Advertisement
Published: July 27th 2006
Edit Blog Post
Didn't have a brilliant night's sleep, so we were both pretty tired this morning. We weren't 100% certain what we were going to do today, particularly when we walked into town and it was sooooo windy. I was constantly getting grit and dust in my eyes, so it was hell for Beck with her contacts in.
Over another gyros we decided to stick to our original plan and head to Perissa. We had to wait a little while for the bus to Perissa, but it must be said that the buses in Greece are very reliable and comfortable. Each bus has a driver (obviously) and an attendant who collects the money. We originally had the idea of going to Akrotiri as well as Perissa to see the museum/archaelogical site, but we had reliably been informed that it was closed. Apparently there had been a collapse, and since it wasn't high season it was staying closed for now. Akrotiri is advertised as a Minoan-era city, rumoured to be the lost Atlantis, but for us it was not to be. Oh well.
The bus actually took us around most of the island where we hadn't been so far, before we got out at
Perissa which was good. I'm glad I wasn't driving the bus as some of the cliffs were sheer with hundreds of metres for a drop.
The main idea in Perissa was to swim in the black volcano sand beach, but I wasn't so sure.

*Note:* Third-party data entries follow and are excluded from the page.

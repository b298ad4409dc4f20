use std::collections::HashSet;

use super::reclassify::Classifier;
use super::{ClusterParams, RunStats};
use crate::db::{ClusterId, ClusterKind, Database};
use crate::error::Result;

impl<'a> Classifier<'a> {
    /// Breadth-first propagation: reclassify every queued cluster, queue
    /// whatever they report as affected, repeat until a round is quiet.
    pub fn run(&mut self, seeds: Vec<ClusterId>) -> Result<()> {
        let kind = self.kind;
        let mut queue = dedup(seeds);
        let mut rounds = 0;

        while !queue.is_empty() {
            if rounds >= self.params.max_rounds {
                elog!(
                    "[Classify] Stopping {} propagation after {} rounds, {} {}s still queued",
                    kind, rounds, queue.len(), kind
                );
                self.stats.truncated += 1;
                break;
            }
            rounds += 1;
            self.stats.rounds += 1;
            log!("[Classify] Reclustering {}s {}", kind, join_ids(&queue));

            let mut next = Vec::new();
            for id in queue {
                let outcome = self.reclassify(id)?;
                let more = outcome.affected_ids();
                if more.is_empty() {
                    continue;
                }
                log!("[Classify] Affected {}s: {}", kind, join_ids(more));
                next.extend_from_slice(more);
            }
            log!("[Classify] --");
            queue = dedup(next);
        }
        log!("[Classify] ==================");
        Ok(())
    }

    /// Full convergence pass. With `single`, only propagate from that
    /// cluster. Otherwise reclassify every existing cluster, then seed and
    /// converge new clusters until no flight is left unclustered.
    pub fn classify(&mut self, single: Option<ClusterId>) -> Result<&RunStats> {
        if let Some(id) = single {
            self.run(vec![id])?;
            return Ok(&self.stats);
        }

        let all = self.db.list_cluster_ids(self.kind)?;
        log!("[Classify] {} existing {}s", all.len(), self.kind);
        self.run(all)?;

        while let Some(created) = self.create()? {
            self.run(vec![created])?;
        }
        Ok(&self.stats)
    }
}

/// Top-level entry point: converge `kind` and return the run counters
pub fn classify(
    db: &Database,
    kind: ClusterKind,
    single: Option<ClusterId>,
    params: ClusterParams,
) -> Result<RunStats> {
    let mut classifier = Classifier::new(db, kind, params);
    classifier.classify(single)?;
    let stats = classifier.into_stats();
    log!(
        "[Classify] Total flights reclustered {} ({} commits, {} rollbacks, {} created)",
        stats.reclassified, stats.committed, stats.rolled_back, stats.created
    );
    Ok(stats)
}

/// Drop repeated ids, keeping first occurrences in order
fn dedup(ids: Vec<ClusterId>) -> Vec<ClusterId> {
    let mut seen = HashSet::new();
    ids.into_iter().filter(|id| seen.insert(*id)).collect()
}

fn join_ids(ids: &[ClusterId]) -> String {
    ids.iter().map(|id| id.to_string()).collect::<Vec<_>>().join(",")
}

#[cfg(test)]
mod tests {
    use super::*;
    use crate::classify::check;
    use crate::classify::reclassify::tests::insert;
    use crate::geo::{self, LatLng};

    fn alps() -> LatLng {
        LatLng::new(45.9, 6.4)
    }

    #[test]
    fn test_dedup_keeps_first_order() {
        let ids = vec![ClusterId(3), ClusterId(1), ClusterId(3), ClusterId(2), ClusterId(1)];
        assert_eq!(dedup(ids), vec![ClusterId(3), ClusterId(1), ClusterId(2)]);
    }

    #[test]
    fn test_example_scenario_two_routes() {
        let db = Database::in_memory().unwrap();
        let origin = alps();
        let close = [
            insert(&db, "a", origin),
            insert(&db, "b", geo::offset_km(&origin, 1.2, 0.4)),
            insert(&db, "c", geo::offset_km(&origin, 0.3, -1.1)),
        ];
        let lone = insert(&db, "lone", geo::offset_km(&origin, 50.0, 0.0));

        let stats = classify(&db, ClusterKind::Route, None, ClusterParams::default()).unwrap();
        assert!(stats.made_progress());
        assert_eq!(stats.rolled_back, 0);

        let routes = db.list_clusters(ClusterKind::Route, 10).unwrap();
        assert_eq!(routes.len(), 2);
        assert_eq!(routes[0].flights, 3);
        assert_eq!(routes[1].flights, 1);
        assert_eq!(db.count_unassigned(ClusterKind::Route).unwrap(), 0);

        let route_of = |f: i64| db.get_flight(f).unwrap().unwrap().route_id.unwrap();
        assert!(close.iter().all(|&f| route_of(f) == routes[0].id));
        assert_eq!(route_of(lone), routes[1].id);

        // Rerun on a stable store: nothing to do
        let again = classify(&db, ClusterKind::Route, None, ClusterParams::default()).unwrap();
        assert!(!again.made_progress());
        assert_eq!(again.committed, 0);
        assert_eq!(again.created, 0);
        assert_eq!(db.list_clusters(ClusterKind::Route, 10).unwrap().len(), 2);
        assert!(close.iter().all(|&f| route_of(f) == routes[0].id));
    }

    #[test]
    fn test_converges_three_centers() {
        let db = Database::in_memory().unwrap();
        let centers = [
            alps(),
            geo::offset_km(&alps(), 40.0, 0.0),
            geo::offset_km(&alps(), 0.0, 40.0),
        ];
        let jitter = [(0.0, 0.0), (0.4, 0.2), (-0.3, 0.5), (0.2, -0.6), (-0.5, -0.3)];
        for (c, center) in centers.iter().enumerate() {
            for (j, (dx, dy)) in jitter.iter().enumerate() {
                insert(&db, &format!("c{}-{}", c, j), geo::offset_km(center, *dx, *dy));
            }
        }

        for kind in ClusterKind::ALL {
            let stats = classify(&db, kind, None, ClusterParams::default()).unwrap();
            let clusters = db.list_clusters(kind, 10).unwrap();
            assert_eq!(clusters.len(), 3, "{} clusters", kind);
            assert!(clusters.iter().all(|c| c.flights == 5));
            assert_eq!(stats.created, 3);
            assert_eq!(stats.truncated, 0);
            assert!(stats.rounds <= 3 * clusters.len(), "{} rounds", stats.rounds);
            assert_eq!(db.count_unassigned(kind).unwrap(), 0);

            let report = check(&db, kind, &ClusterParams::default()).unwrap();
            assert!(report.is_consistent(), "{:?}", report);
        }
    }

    #[test]
    fn test_new_flights_join_existing_cluster() {
        let db = Database::in_memory().unwrap();
        let origin = alps();
        insert(&db, "a", origin);
        insert(&db, "b", geo::offset_km(&origin, 0.5, 0.5));
        classify(&db, ClusterKind::Launch, None, ClusterParams::default()).unwrap();
        let launch = db.list_cluster_ids(ClusterKind::Launch).unwrap();
        assert_eq!(launch.len(), 1);

        // A later import near the same launch site
        let late = insert(&db, "late", geo::offset_km(&origin, -0.4, 0.2));
        let stats = classify(&db, ClusterKind::Launch, None, ClusterParams::default()).unwrap();
        assert!(stats.made_progress());
        assert_eq!(stats.created, 0);
        assert_eq!(db.get_flight(late).unwrap().unwrap().launch_id, Some(launch[0]));
        assert_eq!(db.list_cluster_ids(ClusterKind::Launch).unwrap(), launch);
    }

    #[test]
    fn test_single_cluster_run_does_not_seed() {
        let db = Database::in_memory().unwrap();
        let origin = alps();
        let a = insert(&db, "a", origin);
        insert(&db, "b", geo::offset_km(&origin, 0.5, 0.0));
        insert(&db, "far", geo::offset_km(&origin, 60.0, 0.0));

        let id = db.create_cluster(ClusterKind::Route).unwrap();
        db.assign_flight(ClusterKind::Route, a, Some(id)).unwrap();

        let stats = classify(&db, ClusterKind::Route, Some(id), ClusterParams::default()).unwrap();
        assert_eq!(stats.created, 0);
        assert_eq!(stats.committed, 1);
        // The far flight is left for a full run to seed
        assert_eq!(db.count_unassigned(ClusterKind::Route).unwrap(), 1);
    }

    #[test]
    fn test_single_missing_cluster_is_not_progress() {
        let db = Database::in_memory().unwrap();
        let stats = classify(&db, ClusterKind::Route, Some(ClusterId(7)), ClusterParams::default()).unwrap();
        assert!(!stats.made_progress());
        assert_eq!(stats.rounds, 1);
    }

    #[test]
    fn test_round_limit_stops_propagation() {
        let db = Database::in_memory().unwrap();
        let origin = alps();
        let a = insert(&db, "a", origin);
        insert(&db, "b", geo::offset_km(&origin, 0.5, 0.0));
        let id = db.create_cluster(ClusterKind::Route).unwrap();
        db.assign_flight(ClusterKind::Route, a, Some(id)).unwrap();

        let params = ClusterParams { max_rounds: 1, ..ClusterParams::default() };
        let stats = classify(&db, ClusterKind::Route, Some(id), params).unwrap();
        // The commit re-queues the cluster, which the limit then cuts off
        assert_eq!(stats.rounds, 1);
        assert_eq!(stats.truncated, 1);
        assert_eq!(stats.committed, 1);
    }
}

After putting it off, I saw some other hardy souls swimming further along the beach, so I bit the bullet and dived in. The sand was fairly coarse on the beach, but in the water the ocean floor was like smooth bitumen. Weird.

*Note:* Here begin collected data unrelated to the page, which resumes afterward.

//! Pan/zoom transform over a [`Layout2D`], plus hit-testing and the
//! outlines drawn for danger zones.

use glam::DVec2;
use serde::{Deserialize, Serialize};

use crate::catalog::Catalog;
use crate::layout::engine::{Layout2D, Layout2DNode};
use crate::{BodyKind, CelestialBody};

pub const MIN_SCALE: f64 = 0.1;
pub const MAX_SCALE: f64 = 5.0;
/// Extra pick tolerance around a node, in screen pixels.
const PICK_SLOP: f64 = 5.0;
/// Planets and moons closer than this (metres, 3D) fall inside a zone.
pub const ZONE_PROXIMITY_M: f64 = 200_000.0;
const ZONE_PADDING: f64 = 20.0;
/// Gap between the zone bounds and the drawn outline.
const ZONE_OUTLINE_GAP: f64 = 30.0;
const ZONE_LABEL_DROP: f64 = 50.0;

#[derive(Clone, Copy, Debug, Serialize, Deserialize, PartialEq)]
pub struct View2d {
    pub scale: f64,
    pub offset: DVec2,
}

impl Default for View2d {
    fn default() -> Self {
        View2d {
            scale: 1.0,
            offset: DVec2::ZERO,
        }
    }
}

impl View2d {
    pub fn to_screen(&self, point: DVec2) -> DVec2 {
        (point + self.offset) * self.scale
    }

    pub fn to_layout(&self, screen: DVec2) -> DVec2 {
        screen / self.scale - self.offset
    }

    /// Drags the map by a screen-space delta.
    pub fn pan(&mut self, screen_delta: DVec2) {
        self.offset += screen_delta / self.scale;
    }

    /// One wheel notch: positive `wheel_delta` zooms out. The layout point
    /// under `cursor` stays put.
    ///
    /// Returns false when the scale is already at its limit.
    pub fn zoom_at(&mut self, cursor: DVec2, wheel_delta: f64) -> bool {
        let factor = if wheel_delta > 0.0 { 0.9 } else { 1.1 };
        let scale = (self.scale * factor).clamp(MIN_SCALE, MAX_SCALE);
        if scale == self.scale {
            return false;
        }
        let anchor = self.to_layout(cursor);
        self.scale = scale;
        self.offset = cursor / scale - anchor;
        true
    }

    /// First node (in layout order) under the cursor. Danger zones have no
    /// disc of their own and are never picked.
    pub fn pick<'a>(&self, layout: &'a Layout2D, cursor: DVec2) -> Option<&'a Layout2DNode> {
        layout
            .nodes
            .iter()
            .filter(|node| node.kind != BodyKind::DangerZone)
            .find(|node| {
                let reach = node.display_radius * self.scale + PICK_SLOP;
                self.to_screen(node.position).distance(cursor) <= reach
            })
    }

    /// Screen-space circle outlining a zone.
    pub fn zone_outline(&self, bounds: &ZoneBounds) -> (DVec2, f64) {
        let center = self.to_screen(bounds.center);
        (center, (bounds.radius + ZONE_OUTLINE_GAP) * self.scale)
    }

    /// Where the zone's name is drawn, centred on this point.
    pub fn zone_label_anchor(&self, bounds: &ZoneBounds) -> DVec2 {
        let (center, radius) = self.zone_outline(bounds);
        DVec2::new(center.x, center.y + radius + ZONE_LABEL_DROP * self.scale)
    }

    pub fn label_font_size(&self) -> f64 {
        (12.0 * self.scale).clamp(8.0, 16.0)
    }

    /// Hit test against the approximate text box of each zone label.
    pub fn pick_zone_label<'a>(
        &self,
        catalog: &'a Catalog,
        layout: &Layout2D,
        cursor: DVec2,
    ) -> Option<&'a CelestialBody> {
        let font = self.label_font_size();
        catalog
            .iter()
            .filter(|body| body.kind == BodyKind::DangerZone)
            .find(|zone| {
                let Some(bounds) = zone_bounds(zone, catalog, layout) else {
                    return false;
                };
                let anchor = self.zone_label_anchor(&bounds);
                let half_width = zone.name.chars().count() as f64 * font * 0.6 / 2.0;
                let half_height = font * 1.2 / 2.0;
                (cursor.x - anchor.x).abs() <= half_width && (cursor.y - anchor.y).abs() <= half_height
            })
    }
}

#[derive(Clone, Copy, Debug, Serialize, Deserialize, PartialEq)]
pub struct ZoneBounds {
    pub center: DVec2,
    pub radius: f64,
}

/// Layout nodes a danger zone is drawn around: the planets and moons near
/// it in space, or failing that the nearest planet and its moons.
pub fn zone_members<'a>(zone: &CelestialBody, catalog: &Catalog, layout: &'a Layout2D) -> Vec<&'a Layout2DNode> {
    let near: Vec<&Layout2DNode> = layout
        .nodes
        .iter()
        .filter(|node| matches!(node.kind, BodyKind::Planet | BodyKind::Moon))
        .filter(|node| {
            catalog
                .get(&node.name)
                .is_some_and(|body| body.distance(zone) < ZONE_PROXIMITY_M)
        })
        .collect();
    if !near.is_empty() {
        return near;
    }

    let nearest = layout
        .nodes
        .iter()
        .filter(|node| node.kind == BodyKind::Planet)
        .filter_map(|node| catalog.get(&node.name).map(|body| (node, body.distance(zone))))
        .min_by(|a, b| a.1.total_cmp(&b.1))
        .map(|(node, _)| node);
    let Some(planet) = nearest else {
        return Vec::new();
    };

    let mut members = vec![planet];
    members.extend(
        layout
            .nodes
            .iter()
            .filter(|node| node.kind == BodyKind::Moon && node.parent.as_deref() == Some(planet.name.as_str())),
    );
    members
}

/// Bounding circle of the zone's members in layout space, or `None` when
/// the zone has nothing to surround.
pub fn zone_bounds(zone: &CelestialBody, catalog: &Catalog, layout: &Layout2D) -> Option<ZoneBounds> {
    let members = zone_members(zone, catalog, layout);
    if members.is_empty() {
        return None;
    }
    let mut min = DVec2::splat(f64::INFINITY);
    let mut max = DVec2::splat(f64::NEG_INFINITY);
    for node in members {
        let r = DVec2::splat(node.display_radius);
        min = min.min(node.position - r);
        max = max.max(node.position + r);
    }
    let half = (max - min) / 2.0;
    Some(ZoneBounds {
        center: (min + max) / 2.0,
        radius: half.max_element() + ZONE_PADDING,
    })
}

There were loose round boulders that I also discovered when I banged into them. I didn't stay in the water long enough to get cold, and I actually found it quite invigorating. After having the obligatory photos taken and catching a wave I got out.
After getting changed and using our travel towel (slightly overrated) we chilled out by walking around the town, rang people back home and grabbed an ice cream. The ice cream was poor and there wasn't a lot to see in Perissa from our viewpoint, so we decided to catch the next bus back to Fira. We decided against walking to Ancient Thira.
On the bus back we went
past Boutari Winery which would have been interesting to see. The grapes here are grown differently to Australia, the vines are very low to the ground (almost circular), and they don't look like they would produce much fruit, but I'm sure the locals know what they're doing (might not be season either).
Walking from the bus stop in Fira back to the hotel we bumped into Chris and Matt again, and we planned to meet up with them at five in Murphy's. We grabbed some chips to nibble on, and coke to drink and before long we dozed off back at the hotel. It was a very light sleep, so we felt worse when we got up again.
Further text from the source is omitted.